The Age
Home eludes fearful refugees


Monday 10 April 2000

BANDIANA - Mr Driton Beka was the first yesterday to call for a hunger strike. The father of five, whose home in northern Kosovo was destroyed by Serb bombs, says he would rather be detained in Australia than free in his homeland.

"What home?" he asks, speaking through an interpreter. "It is not safe for my family."

Mr Beka is desperate. He says he'd rather die in Australia than be repatriated - and like his compatriots who chose to remain at Bandiana he is willing to accept the conseqences.

Soon after the bus bound for Sydney Airport departed with its tiny contingent, Mr Beka and his family made their way to a nearby oval with the large group who stayed behind.

The expression on these people's faces told their story better than their new English: there was distress but there was resolution too.

Mr Arbden Ahmeti, who remained behind with his heavily pregnant wife, Vahid, stated his case passionately. "It's better for my child to be even born in a detention centre."
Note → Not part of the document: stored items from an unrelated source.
//! Directory operations used by the rootfs filesystem source
//!
//! Kept behind a trait so allocation can be exercised against simulated
//! filesystem failures.

use async_trait::async_trait;
use std::io;
use std::path::Path;

/// What a path points at, without following symlinks
#[derive(Debug, Clone, Copy, PartialEq, Eq)]
pub enum EntryKind {
    Directory,
    File,
    Symlink,
    Other,
}

#[async_trait]
pub trait DirectoryOperations: Send + Sync {
    /// Create `path` and any missing parents with permission `mode`.
    async fn create_dir_all(&self, path: &Path, mode: u32) -> io::Result<()>;

    /// Inspect `path` without following symlinks; `None` if it does not exist.
    async fn lstat(&self, path: &Path) -> io::Result<Option<EntryKind>>;

    /// Number of entries in the directory at `path`.
    async fn entry_count(&self, path: &Path) -> io::Result<usize>;

    /// Remove the empty directory at `path`.
    async fn remove_dir(&self, path: &Path) -> io::Result<()>;
}

/// [`DirectoryOperations`] on the real filesystem
#[derive(Debug, Clone, Copy, Default)]
pub struct OsDirectoryOperations;

#[async_trait]
impl DirectoryOperations for OsDirectoryOperations {
    async fn create_dir_all(&self, path: &Path, mode: u32) -> io::Result<()> {
        let mut builder = tokio::fs::DirBuilder::new();
        builder.recursive(true);
        #[cfg(unix)]
        builder.mode(mode);
        #[cfg(not(unix))]
        let _ = mode;
        builder.create(path).await
    }

    async fn lstat(&self, path: &Path) -> io::Result<Option<EntryKind>> {
        let metadata = match tokio::fs::symlink_metadata(path).await {
            Ok(metadata) => metadata,
            Err(e) if e.kind() == io::ErrorKind::NotFound => return Ok(None),
            Err(e) => return Err(e),
        };
        let file_type = metadata.file_type();
        let kind = if file_type.is_dir() {
            EntryKind::Directory
        } else if file_type.is_file() {
            EntryKind::File
        } else if file_type.is_symlink() {
            EntryKind::Symlink
        } else {
            EntryKind::Other
        };
        Ok(Some(kind))
    }

    async fn entry_count(&self, path: &Path) -> io::Result<usize> {
        let mut entries = tokio::fs::read_dir(path).await?;
        let mut count = 0;
        while entries.next_entry().await?.is_some() {
            count += 1;
        }
        Ok(count)
    }

    async fn remove_dir(&self, path: &Path) -> io::Result<()> {
        tokio::fs::remove_dir(path).await
    }
}
//! MAAS environ: validator seeding and node acquisition

use crate::cli::{MachineInfo, MaasCli};
use crate::constraints::{AcquireNodeArgs, ConstraintObserver, TracingObserver, acquire_params};
use crate::error::Result;
use fleetprov_provider::{ConstraintName, ProvisionError, Validator};
use std::sync::Arc;

/// Constraints MAAS can never honor
pub const UNSUPPORTED_CONSTRAINTS: [ConstraintName; 2] =
    [ConstraintName::CpuPower, ConstraintName::InstanceType];

/// A MAAS region reached through the `maas` CLI
pub struct MaasEnviron {
    cli: MaasCli,
    observer: Arc<dyn ConstraintObserver>,
}

impl MaasEnviron {
    pub fn new(cli: MaasCli) -> Self {
        Self {
            cli,
            observer: Arc::new(TracingObserver),
        }
    }

    /// Replace the observer told about dropped constraints.
    pub fn with_observer(mut self, observer: Arc<dyn ConstraintObserver>) -> Self {
        self.observer = observer;
        self
    }

    pub fn cli(&self) -> &MaasCli {
        &self.cli
    }

    /// Build a validator for this region.
    ///
    /// The `arch` vocabulary comes from the boot resources the region has
    /// imported, so this calls out to MAAS.
    pub async fn constraints_validator(&self) -> Result<Validator> {
        let mut validator = Validator::new();
        validator.register_unsupported(UNSUPPORTED_CONSTRAINTS)?;
        let arches = self.cli.supported_architectures().await?;
        validator.register_vocabulary(ConstraintName::Arch, arches)?;
        Ok(validator)
    }

    /// Validate the request and acquire a matching machine.
    pub async fn acquire_node(&self, args: &AcquireNodeArgs) -> Result<MachineInfo> {
        let validator = self.constraints_validator().await?;
        let validated = validator.validate(&args.constraints)?;
        for name in &validated.unsupported {
            self.observer.ignored_constraint(*name);
        }

        let args = AcquireNodeArgs {
            constraints: validated.effective,
            ..args.clone()
        };
        let params = acquire_params(&args, self.observer.as_ref())?;

        tracing::info!("Acquiring node: {}", args.constraints);
        let machine = self.cli.allocate_machine(&params).await?;
        tracing::info!("Acquired node {} ({})", machine.hostname, machine.system_id);
        Ok(machine)
    }

    /// Give a machine back to the pool.
    pub async fn release_node(&self, system_id: &str) -> Result<()> {
        if system_id.is_empty() {
            return Err(ProvisionError::InvalidRequest(
                "cannot release a machine without a system ID".to_string(),
            )
            .into());
        }
        self.cli.release_machine(system_id).await
    }
}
Mrs Qefsere Berisha clutched a medical letter from the regional health service testifying that she and her husband, Samedin, who has been diagnosed with respiratory tuberculosis, were too sick to return. The couple are among about 60 at Bandiana awaiting a High Court appeal against repatriation.

Mr Naser Bega and his wife, Nerimane, have no legal recourse. Yesterday they received a pro-forma letter from the Minister for Immigration informing them their latest application to stay had been refused.

Mr Bega was stunned. "I didn't believe this would happen," he said, holding his letter. "I don't think I'm illegal ... they know we are here, how can we be illegal people? The Australian Government brought us here from Kosovo."